POLITICA E POTERE
Il Dipartimento di Gobbi precisa: "Al momento non rilasciamo permessi nell'ambito della sicurezza a cittadini italiani perchè non abbiamo le informazioni"
Dopo la polemica, arriva la presa di posizione: "L’autorità ticinese è impossibilitata a verificare il possesso di uno dei requisiti posti dalla legge, conformemente al diritto e alla giurisprudenza"

BELLINZONA - A margine della risposta fornita dal Governo sull’interpellanza inoltrata lo scorso 27 settembre, il Dipartimento delle istituzioni tiene a evidenziare come la prassi messa in atto dal Servizio armi, esplosivi e sicurezza privata della Polizia cantonale sia conforme al diritto e garantisca l’equità di trattamento.

Contrariamente a quanto sostenuto degli interpellanti, la decisione (temporanea) di non rilasciare autorizzazioni ai cittadini italiani, risiede nel fatto che l’autorità ticinese è impossibilitata a verificare il possesso di uno dei requisiti posti dalla legge, conformemente al diritto e alla giurisprudenza.

Ciò, oltre a perseguire gli scopi di legge, assicura la parità di trattamento: si vuole evitare che un cittadino italiano possa ricevere l’autorizzazione solo perché il Servizio armi, esplosivi e sicurezza privata non ha accesso alle informazioni necessarie, verifiche che, invece, avvengono sui cittadini svizzeri.

La Legge sulle attività private di investigazione e sorveglianza evidenzia come le persone che desiderano lavorare in questo contesto debbano dimostrare “buona condotta”. Per la verifica di tutti i requisiti necessari è fondamentale poter accedere alle banche dati di polizia, poiché le informazioni contenute nell’estratto del casellario giudiziale e/o nell’estratto dei carichi pendenti non sono sufficienti a dimostrare l’idoneità della persona.

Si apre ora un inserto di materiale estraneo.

//! Load lender profiles from lenders.csv

use super::{InsuranceBase, InsurancePolicy, LenderProfile, RateKind};
use csv::Reader;
use std::error::Error;
use std::path::Path;

/// Raw CSV row matching the lenders.csv columns
#[derive(Debug, serde::Deserialize)]
struct CsvRow {
    #[serde(rename = "LenderID")]
    lender_id: u32,
    #[serde(rename = "Name")]
    name: String,
    #[serde(rename = "RateKind")]
    rate_kind: String,
    #[serde(rename = "RateValue")]
    rate_value: f64,
    #[serde(rename = "Compounding")]
    compounding: u32,
    #[serde(rename = "ITF")]
    itf: f64,
    #[serde(rename = "NotaryFees")]
    notary_fees: f64,
    #[serde(rename = "RegistryFees")]
    registry_fees: f64,
    #[serde(rename = "AppraisalFee")]
    appraisal_fee: f64,
    #[serde(rename = "InsuranceMode")]
    insurance_mode: String,
    #[serde(rename = "InsuranceAmount")]
    insurance_amount: f64,
    #[serde(rename = "InsuranceRate")]
    insurance_rate: f64,
    #[serde(rename = "InsuranceBase")]
    insurance_base: String,
    #[serde(rename = "CollectInsuranceInFullDeferral")]
    collect_insurance_in_full_deferral: u8,
    #[serde(rename = "MinTermMonths")]
    min_term_months: u32,
    #[serde(rename = "MaxTermMonths")]
    max_term_months: u32,
}

impl CsvRow {
    fn to_profile(self) -> Result<LenderProfile, Box<dyn Error>> {
        let rate_kind = match self.rate_kind.as_str() {
            "TEA" => RateKind::EffectiveAnnual,
            "TNA" => RateKind::NominalAnnual,
            other => return Err(format!("Unknown RateKind: {}", other).into()),
        };

        let insurance = match self.insurance_mode.as_str() {
            "fixed" => InsurancePolicy::Fixed {
                amount: self.insurance_amount,
            },
            "percentage" => {
                let base = match self.insurance_base.as_str() {
                    "balance" => InsuranceBase::PeriodStartBalance,
                    "average_balance" => InsuranceBase::AverageBalance,
                    other => return Err(format!("Unknown InsuranceBase: {}", other).into()),
                };
                InsurancePolicy::Percentage {
                    monthly_rate: self.insurance_rate,
                    base,
                }
            }
            other => return Err(format!("Unknown InsuranceMode: {}", other).into()),
        };

        Ok(LenderProfile {
            lender_id: self.lender_id,
            name: self.name,
            rate_kind,
            rate_value: self.rate_value,
            compounding_per_year: self.compounding,
            tax_rate: self.itf,
            notary_fees: self.notary_fees,
            registry_fees: self.registry_fees,
            appraisal_fee: self.appraisal_fee,
            insurance,
            collect_insurance_in_full_deferral: self.collect_insurance_in_full_deferral != 0,
            min_term_months: self.min_term_months,
            max_term_months: self.max_term_months,
        })
    }
}

/// Load all lender profiles from a CSV file
pub fn load_lenders<P: AsRef<Path>>(path: P) -> Result<Vec<LenderProfile>, Box<dyn Error>> {
    let mut reader = Reader::from_path(path)?;
    let mut lenders = Vec::new();

    for result in reader.deserialize() {
        let row: CsvRow = result?;
        lenders.push(row.to_profile()?);
    }

    log::info!("loaded {} lender profiles", lenders.len());
    Ok(lenders)
}

/// Load lender profiles from any reader (e.g., string buffer, network stream)
pub fn load_lenders_from_reader<R: std::io::Read>(
    reader: R,
) -> Result<Vec<LenderProfile>, Box<dyn Error>> {
    let mut csv_reader = Reader::from_reader(reader);
    let mut lenders = Vec::new();

    for result in csv_reader.deserialize() {
        let row: CsvRow = result?;
        lenders.push(row.to_profile()?);
    }

    Ok(lenders)
}

/// Load lender profiles from the default lenders.csv location
pub fn load_default_lenders() -> Result<Vec<LenderProfile>, Box<dyn Error>> {
    load_lenders("lenders.csv")
}

#[cfg(test)]
mod tests {
    use super::*;

    const SAMPLE: &str = "\
LenderID,Name,RateKind,RateValue,Compounding,ITF,NotaryFees,RegistryFees,AppraisalFee,InsuranceMode,InsuranceAmount,InsuranceRate,InsuranceBase,CollectInsuranceInFullDeferral,MinTermMonths,MaxTermMonths
1,Banco Andino,TEA,0.089,12,0.00005,750,400,300,percentage,0,0.00049,balance,0,60,300
2,Caja Norte,TNA,0.085,360,0.00005,600,350,280,fixed,32.5,0,balance,1,36,240
";

    #[test]
    fn test_load_lenders_from_reader() {
        let lenders = load_lenders_from_reader(SAMPLE.as_bytes()).expect("valid sample CSV");
        assert_eq!(lenders.len(), 2);

        let andino = &lenders[0];
        assert_eq!(andino.lender_id, 1);
        assert_eq!(andino.rate_kind, RateKind::EffectiveAnnual);
        assert!(matches!(
            andino.insurance,
            InsurancePolicy::Percentage { .. }
        ));
        assert!(!andino.collect_insurance_in_full_deferral);

        let caja = &lenders[1];
        assert_eq!(caja.rate_kind, RateKind::NominalAnnual);
        assert_eq!(caja.compounding_per_year, 360);
        assert_eq!(
            caja.insurance,
            InsurancePolicy::Fixed { amount: 32.5 }
        );
        assert!(caja.collect_insurance_in_full_deferral);
    }

    #[test]
    fn test_unknown_rate_kind_is_rejected() {
        let bad = "\
LenderID,Name,RateKind,RateValue,Compounding,ITF,NotaryFees,RegistryFees,AppraisalFee,InsuranceMode,InsuranceAmount,InsuranceRate,InsuranceBase,CollectInsuranceInFullDeferral,MinTermMonths,MaxTermMonths
1,Banco X,APR,0.089,12,0.00005,750,400,300,fixed,0,0,balance,0,60,300
";
        assert!(load_lenders_from_reader(bad.as_bytes()).is_err());
    }
}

Per gli istanti residenti in Svizzera (siano essi svizzeri o stranieri, residenti ininterrottamente da più di 5 anni) le informazioni sono già in possesso del Servizio, mentre per i cittadini italiani (siano essi residenti in Italia o residenti in Svizzera da meno di 5 anni) dall’inizio di quest’anno il Centro di cooperazione di Polizia e Doganale di Chiasso (CCPD) non fornisce più le informazioni.

Questo cambiamento è legato a un’interpretazione sui limiti dell’Accordo internazionale in vigore che mette in difficoltà la Dirigenza italiana del CCPD, impedendo loro di trasmettere le informazioni richieste dal Servizio.

A questo riguardo, si sottolinea che già da alcuni mesi il Dipartimento delle istituzioni e i funzionari del Servizio stanno cercando un dialogo con l’autorità italiana per cercare di risolvere la situazione nell’interesse, in primis, dei cittadini italiani.